■ **TASK DETAILS**
Return all lines below containing the word "Lazy".

------ RECORDS FOR THE TASK

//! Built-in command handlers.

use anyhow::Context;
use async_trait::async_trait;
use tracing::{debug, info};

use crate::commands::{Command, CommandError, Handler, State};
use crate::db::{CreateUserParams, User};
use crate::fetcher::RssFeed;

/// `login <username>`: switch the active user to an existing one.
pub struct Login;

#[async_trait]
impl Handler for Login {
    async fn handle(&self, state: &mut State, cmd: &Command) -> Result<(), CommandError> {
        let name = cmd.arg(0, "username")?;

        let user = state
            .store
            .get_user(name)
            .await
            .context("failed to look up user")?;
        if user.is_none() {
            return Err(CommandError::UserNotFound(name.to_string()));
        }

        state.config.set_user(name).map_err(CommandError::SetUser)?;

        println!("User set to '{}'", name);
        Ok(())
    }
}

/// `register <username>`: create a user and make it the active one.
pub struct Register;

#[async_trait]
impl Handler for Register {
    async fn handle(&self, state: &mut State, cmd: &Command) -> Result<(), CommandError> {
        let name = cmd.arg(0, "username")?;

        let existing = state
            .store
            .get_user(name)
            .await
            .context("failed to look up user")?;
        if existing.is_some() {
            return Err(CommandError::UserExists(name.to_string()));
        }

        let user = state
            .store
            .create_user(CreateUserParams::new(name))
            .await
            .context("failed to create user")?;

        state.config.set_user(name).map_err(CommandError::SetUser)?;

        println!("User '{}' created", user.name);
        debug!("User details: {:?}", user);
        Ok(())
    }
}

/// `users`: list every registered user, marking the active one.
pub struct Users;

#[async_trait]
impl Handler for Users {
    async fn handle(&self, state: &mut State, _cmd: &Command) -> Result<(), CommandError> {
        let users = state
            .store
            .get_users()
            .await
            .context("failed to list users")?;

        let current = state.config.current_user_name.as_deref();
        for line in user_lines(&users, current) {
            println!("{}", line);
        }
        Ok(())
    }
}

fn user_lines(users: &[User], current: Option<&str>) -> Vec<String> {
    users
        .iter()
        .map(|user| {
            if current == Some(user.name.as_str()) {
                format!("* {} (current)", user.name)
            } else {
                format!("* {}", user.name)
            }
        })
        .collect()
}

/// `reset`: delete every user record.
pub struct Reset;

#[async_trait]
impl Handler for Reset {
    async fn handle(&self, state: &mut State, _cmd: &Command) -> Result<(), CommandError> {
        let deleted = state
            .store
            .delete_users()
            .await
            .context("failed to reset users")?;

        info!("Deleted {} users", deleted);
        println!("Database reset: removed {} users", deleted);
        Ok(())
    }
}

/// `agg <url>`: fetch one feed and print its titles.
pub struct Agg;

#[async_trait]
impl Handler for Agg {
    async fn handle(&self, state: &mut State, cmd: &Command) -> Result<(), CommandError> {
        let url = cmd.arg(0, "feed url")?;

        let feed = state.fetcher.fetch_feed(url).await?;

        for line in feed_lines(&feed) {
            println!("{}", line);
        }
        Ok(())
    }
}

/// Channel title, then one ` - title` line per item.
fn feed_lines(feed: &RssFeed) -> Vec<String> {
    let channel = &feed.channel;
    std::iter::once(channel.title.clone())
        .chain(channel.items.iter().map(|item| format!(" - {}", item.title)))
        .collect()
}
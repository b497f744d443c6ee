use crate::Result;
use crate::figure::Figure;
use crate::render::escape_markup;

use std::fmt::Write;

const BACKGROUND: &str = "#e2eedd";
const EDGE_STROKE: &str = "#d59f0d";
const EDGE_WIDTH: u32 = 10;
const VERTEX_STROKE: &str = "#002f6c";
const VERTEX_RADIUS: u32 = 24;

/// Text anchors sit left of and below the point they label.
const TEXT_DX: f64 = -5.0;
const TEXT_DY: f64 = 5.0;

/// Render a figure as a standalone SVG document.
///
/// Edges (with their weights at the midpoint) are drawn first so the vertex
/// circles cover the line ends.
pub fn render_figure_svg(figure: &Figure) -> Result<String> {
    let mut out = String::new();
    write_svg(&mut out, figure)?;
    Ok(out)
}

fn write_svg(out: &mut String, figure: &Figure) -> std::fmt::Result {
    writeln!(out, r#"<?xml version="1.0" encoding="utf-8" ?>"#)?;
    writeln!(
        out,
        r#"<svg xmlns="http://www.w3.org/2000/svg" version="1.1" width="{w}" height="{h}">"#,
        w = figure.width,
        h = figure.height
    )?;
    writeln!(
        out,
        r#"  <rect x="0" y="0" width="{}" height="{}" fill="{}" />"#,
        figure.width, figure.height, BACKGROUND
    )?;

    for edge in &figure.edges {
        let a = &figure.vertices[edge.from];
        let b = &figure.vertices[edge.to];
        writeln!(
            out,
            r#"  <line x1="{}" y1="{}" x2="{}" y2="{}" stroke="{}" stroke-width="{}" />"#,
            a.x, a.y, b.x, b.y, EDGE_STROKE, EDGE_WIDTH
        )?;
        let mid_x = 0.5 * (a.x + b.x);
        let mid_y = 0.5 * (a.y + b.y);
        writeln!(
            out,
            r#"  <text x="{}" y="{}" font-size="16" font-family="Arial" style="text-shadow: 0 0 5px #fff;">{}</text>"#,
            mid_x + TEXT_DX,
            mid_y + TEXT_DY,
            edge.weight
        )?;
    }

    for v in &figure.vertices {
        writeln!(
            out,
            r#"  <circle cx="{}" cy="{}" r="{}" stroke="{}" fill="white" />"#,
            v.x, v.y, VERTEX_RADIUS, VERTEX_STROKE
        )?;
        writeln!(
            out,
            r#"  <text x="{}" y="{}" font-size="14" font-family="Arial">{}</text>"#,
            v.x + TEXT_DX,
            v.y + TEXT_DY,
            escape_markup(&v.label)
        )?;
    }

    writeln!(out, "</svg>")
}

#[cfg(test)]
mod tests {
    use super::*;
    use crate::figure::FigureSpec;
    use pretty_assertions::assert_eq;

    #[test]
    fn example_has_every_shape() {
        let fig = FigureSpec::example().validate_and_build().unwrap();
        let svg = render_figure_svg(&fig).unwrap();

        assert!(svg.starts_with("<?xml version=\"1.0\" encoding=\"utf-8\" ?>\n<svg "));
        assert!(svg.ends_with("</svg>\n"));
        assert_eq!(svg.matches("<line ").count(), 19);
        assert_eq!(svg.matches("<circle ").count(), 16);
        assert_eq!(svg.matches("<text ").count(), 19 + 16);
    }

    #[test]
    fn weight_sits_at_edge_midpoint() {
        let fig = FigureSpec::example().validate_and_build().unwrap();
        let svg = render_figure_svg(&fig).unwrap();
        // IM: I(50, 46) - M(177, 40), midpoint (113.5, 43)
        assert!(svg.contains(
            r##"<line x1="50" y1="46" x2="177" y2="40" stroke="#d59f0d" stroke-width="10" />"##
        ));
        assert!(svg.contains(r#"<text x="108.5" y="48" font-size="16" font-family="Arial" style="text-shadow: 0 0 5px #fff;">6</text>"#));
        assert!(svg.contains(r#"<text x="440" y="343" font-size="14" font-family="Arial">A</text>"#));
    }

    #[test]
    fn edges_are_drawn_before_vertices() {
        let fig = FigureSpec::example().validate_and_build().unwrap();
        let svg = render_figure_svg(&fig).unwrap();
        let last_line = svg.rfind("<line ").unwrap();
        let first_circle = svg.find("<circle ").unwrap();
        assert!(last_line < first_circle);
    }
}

------------
------ RECORDS FOR THE TASK

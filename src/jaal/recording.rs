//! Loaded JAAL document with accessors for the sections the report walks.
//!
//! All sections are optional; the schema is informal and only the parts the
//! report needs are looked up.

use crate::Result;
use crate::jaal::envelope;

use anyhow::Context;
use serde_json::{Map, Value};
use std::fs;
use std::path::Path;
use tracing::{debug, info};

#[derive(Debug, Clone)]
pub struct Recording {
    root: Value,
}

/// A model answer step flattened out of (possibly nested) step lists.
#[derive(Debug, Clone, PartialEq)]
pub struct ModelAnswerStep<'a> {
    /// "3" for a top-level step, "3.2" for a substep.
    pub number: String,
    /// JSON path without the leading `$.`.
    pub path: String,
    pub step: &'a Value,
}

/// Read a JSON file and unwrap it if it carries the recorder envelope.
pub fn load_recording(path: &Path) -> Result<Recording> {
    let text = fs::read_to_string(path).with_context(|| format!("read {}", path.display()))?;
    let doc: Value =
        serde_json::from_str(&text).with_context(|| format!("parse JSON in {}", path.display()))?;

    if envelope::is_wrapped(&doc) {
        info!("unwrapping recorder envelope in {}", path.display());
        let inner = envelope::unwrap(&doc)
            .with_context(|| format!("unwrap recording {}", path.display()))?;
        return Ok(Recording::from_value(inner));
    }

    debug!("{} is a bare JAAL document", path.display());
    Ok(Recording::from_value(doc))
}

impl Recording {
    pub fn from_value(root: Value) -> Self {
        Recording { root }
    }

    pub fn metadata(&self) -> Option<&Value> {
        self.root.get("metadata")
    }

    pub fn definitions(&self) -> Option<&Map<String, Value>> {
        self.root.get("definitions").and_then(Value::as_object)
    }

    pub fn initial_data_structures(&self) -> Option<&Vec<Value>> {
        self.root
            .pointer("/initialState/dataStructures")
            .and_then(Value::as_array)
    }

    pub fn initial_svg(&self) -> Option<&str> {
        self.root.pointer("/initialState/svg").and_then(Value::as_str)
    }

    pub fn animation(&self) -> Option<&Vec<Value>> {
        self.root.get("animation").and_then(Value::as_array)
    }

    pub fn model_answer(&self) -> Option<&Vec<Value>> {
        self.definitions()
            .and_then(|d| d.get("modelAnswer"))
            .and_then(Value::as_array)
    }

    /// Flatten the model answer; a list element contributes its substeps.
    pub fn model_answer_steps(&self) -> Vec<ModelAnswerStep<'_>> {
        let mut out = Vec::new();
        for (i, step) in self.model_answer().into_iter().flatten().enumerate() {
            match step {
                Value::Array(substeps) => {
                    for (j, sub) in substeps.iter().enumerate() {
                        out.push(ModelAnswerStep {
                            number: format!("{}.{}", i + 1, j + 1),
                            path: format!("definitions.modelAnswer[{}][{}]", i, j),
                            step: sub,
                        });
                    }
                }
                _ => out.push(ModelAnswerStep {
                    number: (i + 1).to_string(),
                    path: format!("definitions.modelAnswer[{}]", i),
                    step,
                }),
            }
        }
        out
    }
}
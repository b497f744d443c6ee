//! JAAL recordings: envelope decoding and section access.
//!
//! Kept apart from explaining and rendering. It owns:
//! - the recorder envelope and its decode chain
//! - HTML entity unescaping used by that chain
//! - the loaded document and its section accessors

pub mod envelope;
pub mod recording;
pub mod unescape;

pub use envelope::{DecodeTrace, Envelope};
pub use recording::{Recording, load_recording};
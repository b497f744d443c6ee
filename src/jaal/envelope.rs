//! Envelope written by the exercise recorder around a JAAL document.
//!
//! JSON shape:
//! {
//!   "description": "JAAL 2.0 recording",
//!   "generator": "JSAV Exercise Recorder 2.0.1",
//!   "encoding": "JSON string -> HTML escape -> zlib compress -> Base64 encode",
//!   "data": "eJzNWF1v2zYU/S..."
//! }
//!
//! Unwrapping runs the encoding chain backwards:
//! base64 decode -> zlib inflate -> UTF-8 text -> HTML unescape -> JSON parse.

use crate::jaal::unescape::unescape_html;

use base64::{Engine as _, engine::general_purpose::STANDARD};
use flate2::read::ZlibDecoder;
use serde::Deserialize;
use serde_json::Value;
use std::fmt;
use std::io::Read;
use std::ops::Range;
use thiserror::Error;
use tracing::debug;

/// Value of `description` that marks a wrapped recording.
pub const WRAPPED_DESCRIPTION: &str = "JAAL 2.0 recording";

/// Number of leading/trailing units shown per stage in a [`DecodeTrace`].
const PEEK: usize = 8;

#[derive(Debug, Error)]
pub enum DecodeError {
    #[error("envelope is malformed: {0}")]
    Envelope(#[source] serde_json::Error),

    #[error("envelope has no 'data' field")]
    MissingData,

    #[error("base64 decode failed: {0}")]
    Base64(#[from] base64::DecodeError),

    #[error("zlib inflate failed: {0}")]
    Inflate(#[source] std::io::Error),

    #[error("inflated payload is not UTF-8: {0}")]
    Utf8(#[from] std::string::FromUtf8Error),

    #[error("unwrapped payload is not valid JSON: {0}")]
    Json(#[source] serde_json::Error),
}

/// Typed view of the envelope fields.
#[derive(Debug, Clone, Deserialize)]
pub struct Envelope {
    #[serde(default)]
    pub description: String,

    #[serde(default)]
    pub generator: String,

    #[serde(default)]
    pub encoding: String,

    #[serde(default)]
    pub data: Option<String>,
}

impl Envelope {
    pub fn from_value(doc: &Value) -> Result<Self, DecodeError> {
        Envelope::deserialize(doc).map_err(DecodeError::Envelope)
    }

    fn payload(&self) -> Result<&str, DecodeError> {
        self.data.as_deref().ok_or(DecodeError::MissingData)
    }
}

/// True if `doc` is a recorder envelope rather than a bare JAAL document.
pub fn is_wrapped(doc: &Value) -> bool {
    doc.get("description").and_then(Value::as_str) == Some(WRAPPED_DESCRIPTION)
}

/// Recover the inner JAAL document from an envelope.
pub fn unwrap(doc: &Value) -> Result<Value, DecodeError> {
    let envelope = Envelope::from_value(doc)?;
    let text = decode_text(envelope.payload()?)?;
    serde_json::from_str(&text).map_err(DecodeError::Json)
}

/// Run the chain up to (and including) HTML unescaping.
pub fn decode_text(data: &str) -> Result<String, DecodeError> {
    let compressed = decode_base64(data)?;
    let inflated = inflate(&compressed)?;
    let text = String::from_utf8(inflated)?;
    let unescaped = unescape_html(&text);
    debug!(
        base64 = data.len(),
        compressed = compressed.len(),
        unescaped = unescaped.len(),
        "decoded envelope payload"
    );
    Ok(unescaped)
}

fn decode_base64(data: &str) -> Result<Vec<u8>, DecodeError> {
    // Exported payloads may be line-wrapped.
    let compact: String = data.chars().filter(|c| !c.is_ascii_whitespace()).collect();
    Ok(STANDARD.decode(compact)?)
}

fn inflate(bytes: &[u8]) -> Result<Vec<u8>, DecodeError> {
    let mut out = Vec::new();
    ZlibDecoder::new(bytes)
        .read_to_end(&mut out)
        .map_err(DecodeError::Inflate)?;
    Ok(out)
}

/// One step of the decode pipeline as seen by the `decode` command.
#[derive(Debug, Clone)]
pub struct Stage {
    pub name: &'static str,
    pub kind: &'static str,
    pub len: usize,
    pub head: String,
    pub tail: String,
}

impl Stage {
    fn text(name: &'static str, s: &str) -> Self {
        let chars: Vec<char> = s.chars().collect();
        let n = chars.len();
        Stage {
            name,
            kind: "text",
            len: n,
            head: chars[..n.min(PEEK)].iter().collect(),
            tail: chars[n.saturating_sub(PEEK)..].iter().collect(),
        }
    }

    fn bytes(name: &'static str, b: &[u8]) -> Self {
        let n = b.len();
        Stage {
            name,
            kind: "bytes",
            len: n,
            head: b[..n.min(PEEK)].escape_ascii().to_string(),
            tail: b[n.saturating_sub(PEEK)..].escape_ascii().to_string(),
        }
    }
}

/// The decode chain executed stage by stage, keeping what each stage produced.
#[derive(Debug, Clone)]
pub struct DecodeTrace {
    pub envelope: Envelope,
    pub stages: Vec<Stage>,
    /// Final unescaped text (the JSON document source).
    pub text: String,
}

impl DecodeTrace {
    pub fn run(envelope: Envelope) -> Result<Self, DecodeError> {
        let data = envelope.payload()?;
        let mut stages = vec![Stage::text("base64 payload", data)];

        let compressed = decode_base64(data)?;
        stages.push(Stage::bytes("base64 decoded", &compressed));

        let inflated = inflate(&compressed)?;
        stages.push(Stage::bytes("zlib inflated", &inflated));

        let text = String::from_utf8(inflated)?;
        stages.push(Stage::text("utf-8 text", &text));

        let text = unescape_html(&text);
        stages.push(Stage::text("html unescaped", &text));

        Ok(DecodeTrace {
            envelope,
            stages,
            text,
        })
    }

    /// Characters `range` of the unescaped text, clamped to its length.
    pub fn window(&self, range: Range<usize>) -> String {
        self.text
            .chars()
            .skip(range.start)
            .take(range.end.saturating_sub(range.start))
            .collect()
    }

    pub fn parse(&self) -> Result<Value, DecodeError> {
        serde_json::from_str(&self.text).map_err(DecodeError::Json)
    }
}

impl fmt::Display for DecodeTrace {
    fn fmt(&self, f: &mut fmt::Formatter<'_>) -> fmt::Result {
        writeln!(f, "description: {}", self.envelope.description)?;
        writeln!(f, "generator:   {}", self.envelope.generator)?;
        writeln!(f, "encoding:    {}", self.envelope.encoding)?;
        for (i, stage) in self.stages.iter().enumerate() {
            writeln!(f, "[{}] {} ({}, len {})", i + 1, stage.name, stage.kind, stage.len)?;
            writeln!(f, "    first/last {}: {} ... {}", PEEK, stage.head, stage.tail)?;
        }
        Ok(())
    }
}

------------
------ RECORDS FOR THE TASK

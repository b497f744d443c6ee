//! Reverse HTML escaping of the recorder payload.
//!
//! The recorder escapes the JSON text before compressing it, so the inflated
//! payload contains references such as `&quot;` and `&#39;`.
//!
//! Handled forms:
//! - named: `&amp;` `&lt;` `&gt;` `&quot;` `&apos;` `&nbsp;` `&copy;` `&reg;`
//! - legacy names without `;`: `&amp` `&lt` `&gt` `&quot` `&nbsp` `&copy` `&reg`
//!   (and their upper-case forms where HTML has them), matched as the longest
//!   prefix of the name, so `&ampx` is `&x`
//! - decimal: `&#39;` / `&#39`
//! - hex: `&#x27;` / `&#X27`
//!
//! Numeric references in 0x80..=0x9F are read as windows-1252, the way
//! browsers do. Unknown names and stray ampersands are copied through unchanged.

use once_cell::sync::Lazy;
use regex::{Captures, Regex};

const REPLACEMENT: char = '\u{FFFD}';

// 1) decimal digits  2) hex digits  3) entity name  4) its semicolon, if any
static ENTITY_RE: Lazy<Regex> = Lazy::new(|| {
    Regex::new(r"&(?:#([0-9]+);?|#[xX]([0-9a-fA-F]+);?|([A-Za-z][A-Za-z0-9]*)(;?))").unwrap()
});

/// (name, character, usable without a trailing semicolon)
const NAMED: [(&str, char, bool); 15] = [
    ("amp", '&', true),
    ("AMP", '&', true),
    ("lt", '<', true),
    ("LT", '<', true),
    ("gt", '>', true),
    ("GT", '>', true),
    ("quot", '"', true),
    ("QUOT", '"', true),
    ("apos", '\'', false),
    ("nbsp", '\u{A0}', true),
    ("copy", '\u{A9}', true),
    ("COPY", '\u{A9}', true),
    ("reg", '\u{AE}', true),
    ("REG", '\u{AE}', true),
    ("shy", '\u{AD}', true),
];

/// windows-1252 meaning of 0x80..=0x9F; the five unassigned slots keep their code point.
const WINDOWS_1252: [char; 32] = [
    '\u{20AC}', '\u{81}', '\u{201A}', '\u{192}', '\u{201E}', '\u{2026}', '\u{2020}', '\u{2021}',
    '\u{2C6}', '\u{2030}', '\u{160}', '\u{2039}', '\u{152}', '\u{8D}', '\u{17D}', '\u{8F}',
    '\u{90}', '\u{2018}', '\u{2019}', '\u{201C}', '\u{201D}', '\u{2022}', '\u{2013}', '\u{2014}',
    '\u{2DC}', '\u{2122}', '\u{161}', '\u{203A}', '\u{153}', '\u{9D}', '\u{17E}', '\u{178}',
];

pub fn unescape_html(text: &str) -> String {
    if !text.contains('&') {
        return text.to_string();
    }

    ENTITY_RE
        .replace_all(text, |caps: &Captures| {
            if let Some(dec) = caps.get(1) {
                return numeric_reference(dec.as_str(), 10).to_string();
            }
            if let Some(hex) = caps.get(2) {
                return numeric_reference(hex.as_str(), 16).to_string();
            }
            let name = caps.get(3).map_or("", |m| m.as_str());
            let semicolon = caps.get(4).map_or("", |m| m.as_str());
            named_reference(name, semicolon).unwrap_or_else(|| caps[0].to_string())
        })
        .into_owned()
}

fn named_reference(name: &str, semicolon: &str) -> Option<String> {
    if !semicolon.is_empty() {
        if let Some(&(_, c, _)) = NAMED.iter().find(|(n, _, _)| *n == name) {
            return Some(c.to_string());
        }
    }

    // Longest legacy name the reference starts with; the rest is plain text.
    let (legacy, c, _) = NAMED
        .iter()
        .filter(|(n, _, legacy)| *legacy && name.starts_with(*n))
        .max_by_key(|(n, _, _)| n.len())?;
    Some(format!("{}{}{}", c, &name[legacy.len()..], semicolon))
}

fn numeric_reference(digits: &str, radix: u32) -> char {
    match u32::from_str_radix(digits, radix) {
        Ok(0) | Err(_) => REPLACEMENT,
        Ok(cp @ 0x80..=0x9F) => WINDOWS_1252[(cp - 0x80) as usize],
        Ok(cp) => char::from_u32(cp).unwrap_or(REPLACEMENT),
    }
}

------------

■ **RESULT OF THE TASK**
use once_cell::sync::Lazy;
static ENTITY_RE: Lazy<Regex> = Lazy::new(|| {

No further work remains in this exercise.